• [Brief]:
Filter the data for "TypeDescriptor" and copy matching lines.

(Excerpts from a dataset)
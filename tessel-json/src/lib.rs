#![warn(missing_docs)]
#![warn(clippy::std_instead_of_core)]
#![doc = include_str!("../README.md")]

extern crate alloc;

/// Trace-level logging macro that forwards to `tracing::trace!` when the `tracing` feature is enabled.
#[cfg(feature = "tracing")]
#[allow(unused_macros)]
macro_rules! trace {
    ($($arg:tt)*) => {
        ::tracing::trace!($($arg)*)
    };
}

/// Trace-level logging macro (no-op when `tracing` feature is disabled).
#[cfg(not(feature = "tracing"))]
#[allow(unused_macros)]
macro_rules! trace {
    ($($arg:tt)*) => {};
}

/// Debug-level logging macro that forwards to `tracing::debug!` when the `tracing` feature is enabled.
#[cfg(feature = "tracing")]
#[allow(unused_macros)]
macro_rules! debug {
    ($($arg:tt)*) => {
        ::tracing::debug!($($arg)*)
    };
}

/// Debug-level logging macro (no-op when `tracing` feature is disabled).
#[cfg(not(feature = "tracing"))]
#[allow(unused_macros)]
macro_rules! debug {
    ($($arg:tt)*) => {};
}

#[allow(unused_imports)]
pub(crate) use debug;
#[allow(unused_imports)]
pub(crate) use trace;

mod config;
mod context;
mod deserialize;
mod error;
mod lexer;
mod reader;
mod resolve;

pub use config::{DEFAULT_MAX_DEPTH, DEFAULT_TYPE_KEY, Features, ParserConfig, ParserConfigBuilder};
pub use context::{CtxId, PathKey};
pub use deserialize::{
    CollectionDeserializer, DateDeserializer, EnumDeserializer, MapDeserializer,
    NumberDeserializer, NumberKind, RecordDeserializer, ValueDeserializer, deserializer_for,
    deserializer_for_field,
};
pub use error::{DeserError, DeserErrorKind, Result};
pub use lexer::{FieldMatch, JsonLexer, Scalar, ScanKind, Snapshot, Span, TokenKind};
pub use reader::JsonReader;
pub use resolve::{RefTarget, ResolveTask, Slot};

use std::sync::LazyLock;

use tessel_core::{Document, TypeRegistry, ValueType};

/// Deserialize `input` as a value of type `ty` with the default configuration.
///
/// Record and enum types named by `ty` must be registered in `registry`.
///
/// ```
/// use tessel_core::{FieldDescriptor, TypeDescriptor, TypeRegistry, ValueType};
///
/// let mut registry = TypeRegistry::new();
/// registry
///     .register_record(
///         TypeDescriptor::builder("Point")
///             .field(FieldDescriptor::builder("x", ValueType::INT))
///             .field(FieldDescriptor::builder("y", ValueType::INT))
///             .build()
///             .unwrap(),
///     )
///     .unwrap();
///
/// let doc = tessel_json::from_str(r#"{"y": 2, "x": 1}"#, &ValueType::record("Point"), &registry)
///     .unwrap();
/// let point = doc.record_at("$").unwrap();
/// assert_eq!(point.get("x").and_then(|v| v.as_i64()), Some(1));
/// assert_eq!(point.get("y").and_then(|v| v.as_i64()), Some(2));
/// ```
pub fn from_str(input: &str, ty: &ValueType, registry: &TypeRegistry) -> Result<Document> {
    from_str_with_config(input, ty, registry, ParserConfig::default_ref())
}

/// Deserialize `input` as a value of type `ty` under `config`.
pub fn from_str_with_config(
    input: &str,
    ty: &ValueType,
    registry: &TypeRegistry,
    config: &ParserConfig,
) -> Result<Document> {
    from_str_inner(input, ty, registry, config).map_err(|err| err.with_source(input))
}

fn from_str_inner(
    input: &str,
    ty: &ValueType,
    registry: &TypeRegistry,
    config: &ParserConfig,
) -> Result<Document> {
    trace!("parsing {} bytes as `{ty}`", input.len());
    let reader = JsonReader::new(input, registry, config)?;
    let de = deserializer_for(ty, registry).map_err(|err| err.or_span(Span::new(0, 0)))?;
    reader.read_document(&de)
}

/// Parse `input` without a schema: objects become linked maps, arrays lists.
pub fn parse(input: &str) -> Result<Document> {
    static EMPTY: LazyLock<TypeRegistry> = LazyLock::new(TypeRegistry::new);
    from_str(input, &ValueType::Any, &EMPTY)
}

• [Your response]:
/// use tessel_core::{FieldDescriptor, TypeDescriptor, TypeRegistry, ValueType};
///         TypeDescriptor::builder("Point")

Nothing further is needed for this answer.